Upon Sardinia, which Frederick II. erected into a kingdom.
Upon Switzerland, as a member of the kingdoms of Arles and Burgundy.
Upon Dalmatia, a great part of which belongs at present wholly to the Venetians, and the rest to Hungary.
Cicero, in one of his letters, says familiarly to his friend: "Send to me the persons to whom you wish me to give the Gauls." In another, he complains of being fatigued with letters from I know not what princes, who thank him for causing their provinces to be erected into kingdoms; and he adds that he does not even know where these kingdoms are situated.
It is probable that Cicero, who often saw the Roman people, the sovereign people, applaud and obey him, and who was thanked by kings whom he knew not, had some emotions of pride and vanity.
Though the sentiment is not at all consistent in so pitiful an animal as man, yet we can pardon it in a Cicero, a Cæsar, or a Scipio; but when in the extremity of one of our half barbarous provinces, a man who may have bought a small situation, and printed poor verses, takes it into his head to be proud, it is very laughable.
Priests in a state approach nearly to what preceptors are in private families: it is their province to teach, pray, and supply example. They ought to have no authority over the masters of the house; at least until it can be proved that he who gives the wages ought to obey him who receives them. Of all religions the one which most positively excludes the priesthood from civil authority, is that of Jesus. "Give unto Cæsar the things which are Cæsar's."—"Among you there is neither first nor last."—"My kingdom is not of this world."
The quarrels between the empires and the priesthood, which have bedewed Europe with blood for more than six centuries, have therefore been, on the part of the priests, nothing but rebellion at once against God and man, and a continual sin against the Holy Ghost.
From the time of Calchas, who assassinated the daughter of Agamemnon, until Gregory XII., and Sixtus V., two bishops who would have deprived Henry IV., of the kingdom of France, sacerdotal power has been injurious to the world.
Prayer is not dominion, nor exhortation despotism. A good priest ought to be a physician to the soul. If Hippocrates had ordered his patients to take hellebore under pain of being hanged, he would have been more insane and barbarous than Phalaris, and would have had little practice. When a priest says: Worship God; be just, indulgent, and compassionate; he is then a good physician; when he says: Believe me, or you shall be burned; he is an assassin.

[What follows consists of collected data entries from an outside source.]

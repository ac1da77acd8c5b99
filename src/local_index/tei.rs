//! Fulltext TEI documents stored next to the index.

use quick_xml::events::Event;
use quick_xml::Reader;
use std::fs;
use std::path::{Path, PathBuf};

use super::LocalIndexError;

/// Abstract and keywords of a TEI document.
#[derive(Debug, Clone, Default, PartialEq, Eq)]
pub struct TeiMetadata {
    pub abstract_text: Option<String>,
    pub keywords: Vec<String>,
}

/// Extract the abstract and keywords from a GROBID TEI document
pub fn parse_tei(xml: &str) -> Result<TeiMetadata, LocalIndexError> {
    let mut reader = Reader::from_str(xml);
    reader.config_mut().trim_text(true);

    let mut metadata = TeiMetadata::default();
    let mut abstract_parts: Vec<String> = Vec::new();
    let mut in_abstract = 0usize;
    let mut in_keywords = false;
    let mut in_term = false;
    let mut term = String::new();
    let mut buf = Vec::new();

    loop {
        match reader.read_event_into(&mut buf) {
            Ok(Event::Start(ref e)) => match e.local_name().as_ref() {
                b"abstract" => in_abstract += 1,
                _ if in_abstract > 0 => in_abstract += 1,
                b"keywords" => in_keywords = true,
                b"term" if in_keywords => {
                    in_term = true;
                    term.clear();
                }
                _ => {}
            },
            Ok(Event::End(ref e)) => {
                if in_abstract > 0 {
                    in_abstract -= 1;
                }
                match e.local_name().as_ref() {
                    b"keywords" => in_keywords = false,
                    b"term" if in_term => {
                        in_term = false;
                        if !term.trim().is_empty() {
                            metadata.keywords.push(term.trim().to_string());
                        }
                    }
                    _ => {}
                }
            }
            Ok(Event::Text(ref e)) => {
                let text = e
                    .unescape()
                    .map_err(|err| LocalIndexError::Tei(err.to_string()))?
                    .to_string();
                if in_abstract > 0 {
                    abstract_parts.push(text);
                } else if in_term {
                    term.push_str(&text);
                }
            }
            Ok(Event::Eof) => break,
            Err(e) => return Err(LocalIndexError::Tei(e.to_string())),
            _ => {}
        }
        buf.clear();
    }

    let abstract_text = abstract_parts.join(" ");
    if !abstract_text.trim().is_empty() {
        metadata.abstract_text = Some(abstract_text.split_whitespace().collect::<Vec<_>>().join(" "));
    }
    Ok(metadata)
}

/// `tei/<first two hex chars>/<rest>.tei.xml`, keyed like the record rows.
#[derive(Debug, Clone)]
pub struct TeiStore {
    root: PathBuf,
}

impl TeiStore {
    pub fn new(root: &Path) -> Self {
        Self {
            root: root.to_path_buf(),
        }
    }

    pub fn path_for(&self, index_id: &str) -> PathBuf {
        let split = index_id.len().min(2);
        self.root
            .join(&index_id[..split])
            .join(format!("{}.tei.xml", &index_id[split..]))
    }

    pub fn store(&self, index_id: &str, content: &str) -> Result<PathBuf, LocalIndexError> {
        let path = self.path_for(index_id);
        if let Some(parent) = path.parent() {
            fs::create_dir_all(parent)?;
        }
        fs::write(&path, content)?;
        Ok(path)
    }

    pub fn load(&self, index_id: &str) -> Result<Option<String>, LocalIndexError> {
        let path = self.path_for(index_id);
        if !path.is_file() {
            return Ok(None);
        }
        Ok(Some(fs::read_to_string(path)?))
    }
}

#[cfg(test)]
mod tests {
    use super::*;
    use tempfile::tempdir;

    const TEI: &str = r#"<?xml version="1.0" encoding="UTF-8"?>
<TEI xmlns="http://www.tei-c.org/ns/1.0">
  <teiHeader>
    <profileDesc>
      <textClass>
        <keywords>
          <term>digital platforms</term>
          <term>ecosystems</term>
        </keywords>
      </textClass>
      <abstract>
        <div><p>We study platform &amp; ecosystem
          governance.</p></div>
      </abstract>
    </profileDesc>
  </teiHeader>
</TEI>"#;

    #[test]
    fn extracts_abstract_and_keywords() {
        let metadata = parse_tei(TEI).unwrap();
        assert_eq!(
            metadata.abstract_text.as_deref(),
            Some("We study platform & ecosystem governance.")
        );
        assert_eq!(metadata.keywords, vec!["digital platforms", "ecosystems"]);
    }

    #[test]
    fn store_layout() {
        let dir = tempdir().unwrap();
        let store = TeiStore::new(dir.path());
        let path = store.store("abcdef", TEI).unwrap();
        assert_eq!(path, dir.path().join("ab").join("cdef.tei.xml"));
        assert!(store.load("abcdef").unwrap().is_some());
        assert!(store.load("ffff").unwrap().is_none());
    }
}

The magistrate ought to support and restrain the priest in the same manner as the father of a family insures respect to the preceptor, and prevents him from abusing it. The agreement of Church and State is of all systems the most monstrous, for it necessarily implies division, and the existence of two contracting parties. We ought to say the protection given by government to the priesthood or church.
But what is to be said and done in respect to countries in which the priesthood have obtained dominion, as in Salem, where Melchizedek was priest and king; in Japan, where the dairo has been for a long time emperor? I answer, that the successors of Melchizedek and the dairos have been set aside.
The Turks are wise in this; they religiously make a pilgrimage to Mecca; but they will not permit the xerif of Mecca to excommunicate the sultan. Neither will they purchase from Mecca permission not to observe the ramadan, or the liberty of espousing their cousins or their nieces. They are not judged by imans, whom the xerif delegates; nor do they pay the first year's revenue to the xerif. What is to be said of all that? Reader, speak for yourself.
Father Navarette, in one of his letters to Don John of Austria, relates the following speech of the dalai-lama to his privy council: "My venerable brothers, you and I know very well that I am not immortal; but it is proper that the people should think so. The Tartars of great and little Thibet are people with stiff necks and little information, who require a heavy yoke and gross inventions. Convince them of my immortality, and the glory will reflect on you, and you will procure honors and riches.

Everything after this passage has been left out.